The integrity assessment of an engineering structure or member, for instance criteria and fatigue-life predictions, necessitates the knowledge of the full-field individual components of stress, strain and/or displacement. Evaluating these using analytical or numerical techniques can be difficult or impossible for finite structures, contact problems, or if the material properties, loading or boundary conditions are unknown. Such information is often unavailable in practice so as to necessitate experimental approach to capture the exact boundary and loading conditions of the structure. However, extracting individual stress, strain and/or displacement information in the locality of geometric cutouts by purely experimental methods can be difficult and in most cases impossible and often suffer from bad, and in some cases, unavailable results at and close to the edges of cutouts. Combining (or hybridizing) experimental information with analytical and numerical tools enables one to solve aforementioned situations.
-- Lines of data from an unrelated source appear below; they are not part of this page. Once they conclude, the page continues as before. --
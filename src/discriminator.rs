// discriminator.rs
// ============================================================================
// Autor:   Marcus Schlieper (ExpChat.ai)
// Hinweis: Discriminator: probability that a fixed-length vector is a real
//          corpus sequence rather than a reconstruction.
//
//              h = relu(x · W1 + b1)
//              p = sigmoid(h · W2 + b2)          one score per row
//
//          Two forward variants: `score` computes values only, while
//          `score_tracked` keeps a graph. The graph hands out parameter
//          gradients and input gradients separately, so every caller
//          states which side of the network its objective may reach.
// Historie:
//  - 2026-02-02: Erste Version.
// ============================================================================

#![forbid(unsafe_code)]

use bincode::{Decode, Encode};
use ndarray::Array2;
use rand::Rng;
use serde::{Deserialize, Serialize};

use crate::adam::DenseAdam;
use crate::layers::{Dense, DenseCache, DenseGrads};
use crate::math::{relu, relu_backward, sigmoid, sigmoid_backward};

#[derive(Clone, Debug, PartialEq, Serialize, Deserialize, Encode, Decode)]
pub struct DiscriminatorParams {
    pub fc1: Dense,
    pub fc2: Dense,
}

impl DiscriminatorParams {
    pub fn new<R: Rng>(seq_len: usize, hidden_dim: usize, rng: &mut R) -> Self {
        Self { fc1: Dense::new(seq_len, hidden_dim, rng), fc2: Dense::new(hidden_dim, 1, rng) }
    }

    pub fn input_dim(&self) -> usize {
        self.fc1.input_dim()
    }

    pub fn parameter_count(&self) -> usize {
        self.fc1.parameter_count() + self.fc2.parameter_count()
    }

    /// Scores without gradient tracking, `[batch, 1]`.
    pub fn score(&self, x: &Array2<f32>) -> Array2<f32> {
        let h = relu(&self.fc1.apply(x));
        sigmoid(&self.fc2.apply(&h))
    }

    /// Scores with a retained graph for a later backward pass.
    pub fn score_tracked(&self, x: &Array2<f32>) -> (Array2<f32>, DiscriminatorGraph) {
        let (h_pre, fc1) = self.fc1.forward(x);
        let h = relu(&h_pre);
        let (logits, fc2) = self.fc2.forward(&h);
        let p = sigmoid(&logits);
        (p.clone(), DiscriminatorGraph { fc1, h_pre, fc2, p })
    }
}

#[derive(Clone, Debug)]
pub struct DiscriminatorGraph {
    fc1: DenseCache,
    h_pre: Array2<f32>,
    fc2: DenseCache,
    p: Array2<f32>,
}

impl DiscriminatorGraph {
    /// Gradients w.r.t. the discriminator's own parameters. The input is
    /// treated as a constant.
    pub fn param_grads(&self, d_score: &Array2<f32>) -> DiscriminatorGrads {
        let d_logits = sigmoid_backward(&self.p, d_score);
        let g_fc2 = self.fc2.backward(&d_logits);
        let d_h_pre = relu_backward(&self.h_pre, &g_fc2.input);
        let g_fc1 = self.fc1.backward(&d_h_pre);
        DiscriminatorGrads { fc1: g_fc1, fc2: g_fc2 }
    }

    /// Gradient w.r.t. the scored input only; the parameters receive none.
    pub fn input_grad(&self, d_score: &Array2<f32>) -> Array2<f32> {
        let d_logits = sigmoid_backward(&self.p, d_score);
        let d_h = self.fc2.backward_input(&d_logits);
        let d_h_pre = relu_backward(&self.h_pre, &d_h);
        self.fc1.backward_input(&d_h_pre)
    }
}

#[derive(Clone, Debug)]
pub struct DiscriminatorGrads {
    pub fc1: DenseGrads,
    pub fc2: DenseGrads,
}

impl DiscriminatorGrads {
    /// Sums the parameter gradients of two passes through the same weights.
    pub fn merge(mut self, other: &DiscriminatorGrads) -> Self {
        self.fc1.w += &other.fc1.w;
        self.fc1.b += &other.fc1.b;
        self.fc2.w += &other.fc2.w;
        self.fc2.b += &other.fc2.b;
        self
    }
}

#[derive(Clone, Debug, Serialize, Deserialize, Encode, Decode)]
pub struct DiscriminatorAdam {
    fc1: DenseAdam,
    fc2: DenseAdam,
}

impl DiscriminatorAdam {
    /// Number of Adam steps applied so far.
    pub fn steps(&self) -> usize {
        self.fc1.w.timestep()
    }

    pub fn new(params: &DiscriminatorParams) -> Self {
        Self { fc1: DenseAdam::for_layer(&params.fc1), fc2: DenseAdam::for_layer(&params.fc2) }
    }

    pub fn step(&mut self, params: &mut DiscriminatorParams, grads: &DiscriminatorGrads, lr: f32) {
        self.fc1.step(&mut params.fc1, &grads.fc1, lr);
        self.fc2.step(&mut params.fc2, &grads.fc2, lr);
    }
}
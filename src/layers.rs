// layers.rs
// ============================================================================
// Autor:   Marcus Schlieper (ExpChat.ai)
// Hinweis: Dense (fully connected) layer as a plain parameter struct with
//          pure forward functions. Parameters and optimizer state are kept
//          apart; the tracked forward returns a cache that owns everything
//          its backward pass needs.
// Historie:
//  - 2026-02-02: Split parameters from optimizer state, explicit caches.
// ============================================================================

#![forbid(unsafe_code)]

use bincode::{Decode, Encode};
use ndarray::{Array2, Axis};
use rand::Rng;
use rand_distr::StandardNormal;
use serde::{Deserialize, Serialize};

// ---------------------------------------------------------------------------
// Dense
// ---------------------------------------------------------------------------

#[derive(Clone, Debug, PartialEq, Serialize, Deserialize, Encode, Decode)]
pub struct Dense {
    #[bincode(with_serde)]
    pub w: Array2<f32>, // [in, out]
    #[bincode(with_serde)]
    pub b: Array2<f32>, // [1, out]
}

impl Dense {
    /// He initialisation for the weights, zero bias.
    pub fn new<R: Rng>(i_in: usize, i_out: usize, rng: &mut R) -> Self {
        let std = (2.0 / i_in as f32).sqrt();
        Self {
            w: Array2::from_shape_simple_fn((i_in, i_out), || std * rng.sample::<f32, _>(StandardNormal)),
            b: Array2::zeros((1, i_out)),
        }
    }

    pub fn input_dim(&self) -> usize {
        self.w.nrows()
    }

    pub fn output_dim(&self) -> usize {
        self.w.ncols()
    }

    pub fn parameter_count(&self) -> usize {
        self.w.len() + self.b.len()
    }

    /// Value only, nothing retained.
    pub fn apply(&self, x: &Array2<f32>) -> Array2<f32> {
        x.dot(&self.w) + &self.b
    }

    /// Forward pass that keeps its operands for a later backward pass.
    ///
    /// The cache holds a snapshot of the weight, so the backward pass stays
    /// valid after the parameters have been updated in place.
    pub fn forward(&self, x: &Array2<f32>) -> (Array2<f32>, DenseCache) {
        let y = self.apply(x);
        (y, DenseCache { input: x.clone(), weight: self.w.clone() })
    }
}

#[derive(Clone, Debug)]
pub struct DenseCache {
    input: Array2<f32>,
    weight: Array2<f32>,
}

impl DenseCache {
    /// grad_w = xᵀ·g, grad_b = Σ_rows g, grad_x = g·Wᵀ
    pub fn backward(&self, grad_out: &Array2<f32>) -> DenseGrads {
        DenseGrads {
            w: self.input.t().dot(grad_out),
            b: grad_out.sum_axis(Axis(0)).insert_axis(Axis(0)),
            input: grad_out.dot(&self.weight.t()),
        }
    }

    /// Only the gradient w.r.t. the layer input.
    pub fn backward_input(&self, grad_out: &Array2<f32>) -> Array2<f32> {
        grad_out.dot(&self.weight.t())
    }
}

#[derive(Clone, Debug)]
pub struct DenseGrads {
    pub w: Array2<f32>,
    pub b: Array2<f32>,
    pub input: Array2<f32>,
}
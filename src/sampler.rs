// sampler.rs
// ============================================================================
// Autor:   Marcus Schlieper (ExpChat.ai)
// Hinweis: Inference path: prior noise through the decoder. No gradient
//          tracking, no parameter change.
// Historie:
//  - 2026-02-03: Erste Version.
// ============================================================================

#![forbid(unsafe_code)]

use ndarray::Array2;
use rand::Rng;

use crate::decoder::DecoderParams;
use crate::latent::sample_prior;

/// Decodes `n` draws from N(0, I) into `[n, seq_len]` vectors in [0, 1].
pub fn generate<R: Rng>(decoder: &DecoderParams, n: usize, rng: &mut R) -> Array2<f32> {
    let z = sample_prior(rng, n, decoder.latent_dim());
    decoder.decode(&z)
}

#[cfg(test)]
mod tests {
    use super::*;
    use rand::{rngs::StdRng, SeedableRng};

    #[test]
    fn returns_exactly_n_rows() {
        let mut rng = StdRng::seed_from_u64(11);
        let dec = DecoderParams::new(4, 8, 12, &mut rng);
        let out = generate(&dec, 5, &mut rng);
        assert_eq!(out.dim(), (5, 12));
        assert!(out.iter().all(|&v| (0.0..=1.0).contains(&v)));
    }

    #[test]
    fn zero_samples_is_empty() {
        let mut rng = StdRng::seed_from_u64(11);
        let dec = DecoderParams::new(4, 8, 12, &mut rng);
        assert_eq!(generate(&dec, 0, &mut rng).nrows(), 0);
    }
}
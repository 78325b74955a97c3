// Wire codecs for the two command links.
//
// Text-pair (wired serial): one ASCII line, "<left> <right>", both
// numbers already clamped and rounded to two fractional digits.
//
// Discrete (wireless broadcast): either a bare decimal integer (the
// launch column) or the reserved token "w" (the sender lost). The peer
// dispatches on payload shape alone, so the shape rule is load-bearing
// for interoperability; it is kept behind `decode_event` and downstream
// code only ever sees the tagged `DuelEvent`.

use thiserror::Error;

use crate::duel::DuelEvent;
use crate::messages::DriveCommand;

/// Reserved single-character token for the loss notification.
pub const DEFEAT_TOKEN: &str = "w";

/// A malformed inbound payload. Callers log it and drop the tick's
/// command; it never terminates a control loop.
#[derive(Debug, Error, PartialEq, Eq)]
pub enum DecodeError {
    #[error("empty payload")]
    Empty,
    #[error("expected 2 fields, got {0}")]
    FieldCount(usize),
    #[error("invalid number {0:?}")]
    BadNumber(String),
    #[error("unknown event token {0:?}")]
    UnknownToken(String),
}

/// Encodes a drive command as `"<left> <right>"`, at most two fractional
/// digits per number. The trailing newline is the link's concern.
pub fn encode_drive(cmd: &DriveCommand) -> String {
    let rounded = cmd.rounded();
    format!("{} {}", rounded.left, rounded.right)
}

/// Decodes a text-pair line into a drive command.
pub fn decode_drive(line: &str) -> Result<DriveCommand, DecodeError> {
    let line = line.trim();
    if line.is_empty() {
        return Err(DecodeError::Empty);
    }
    let fields: Vec<&str> = line.split_whitespace().collect();
    if fields.len() != 2 {
        return Err(DecodeError::FieldCount(fields.len()));
    }
    let left = parse_number(fields[0])?;
    let right = parse_number(fields[1])?;
    Ok(DriveCommand::new(left, right))
}

fn parse_number(field: &str) -> Result<f64, DecodeError> {
    field
        .parse::<f64>()
        .map_err(|_| DecodeError::BadNumber(field.to_string()))
}

/// Encodes a duel event for the broadcast link.
pub fn encode_event(event: DuelEvent) -> String {
    match event {
        DuelEvent::Launch { column } => column.to_string(),
        DuelEvent::Defeat => DEFEAT_TOKEN.to_string(),
    }
}

/// Decodes a broadcast payload by shape: numeric means a launch column,
/// the reserved token means the peer lost.
pub fn decode_event(payload: &str) -> Result<DuelEvent, DecodeError> {
    let payload = payload.trim();
    if payload.is_empty() {
        return Err(DecodeError::Empty);
    }
    if let Ok(column) = payload.parse::<i32>() {
        return Ok(DuelEvent::Launch { column });
    }
    if payload == DEFEAT_TOKEN {
        return Ok(DuelEvent::Defeat);
    }
    Err(DecodeError::UnknownToken(payload.to_string()))
}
For example, thermoelastic stress analysis (TSA) is combined with an Airy stress function to stress analyze an orthotropic composite containing an elliptical hole, a rectangular plate subjected to a concentrated edged-load with a near edge hole and a finite plate with a deep U-notch. Utilizing Digital Image Correlation (DIC), values of single displacement component are used here to determine full-field individual components of stresses and displacements in a notched orthotropic composite without explicitly differentiating the measured displacements. The analytical ingredient of this hybrid approach consists of using the Airy stress function which is based on the mechanics foundations of compatibility and equilibrium. The study also emphasizes on reducing stress concentrations and on increasing strength in a side-notched finite-width orthotropic plate by reducing the adjacent structural stiffness through introducing nearby auxiliary notches. The stress and strain concentration factors for a thick plate with a circular hole were also investigated using three-dimensional finite element analysis. Bone surrogate which mimics the bone in strength and geometry were tested experimentally using 3- and 4-point bending and DIC.

The major contribution of this thesis is the demonstrated ability to combine experimental, numerical and analytical techniques for the full-field determination of the separate components of stress, strain, and displacement at and in the neighborhood of the cutouts in various loaded components and structures, with different boundary and loading conditions.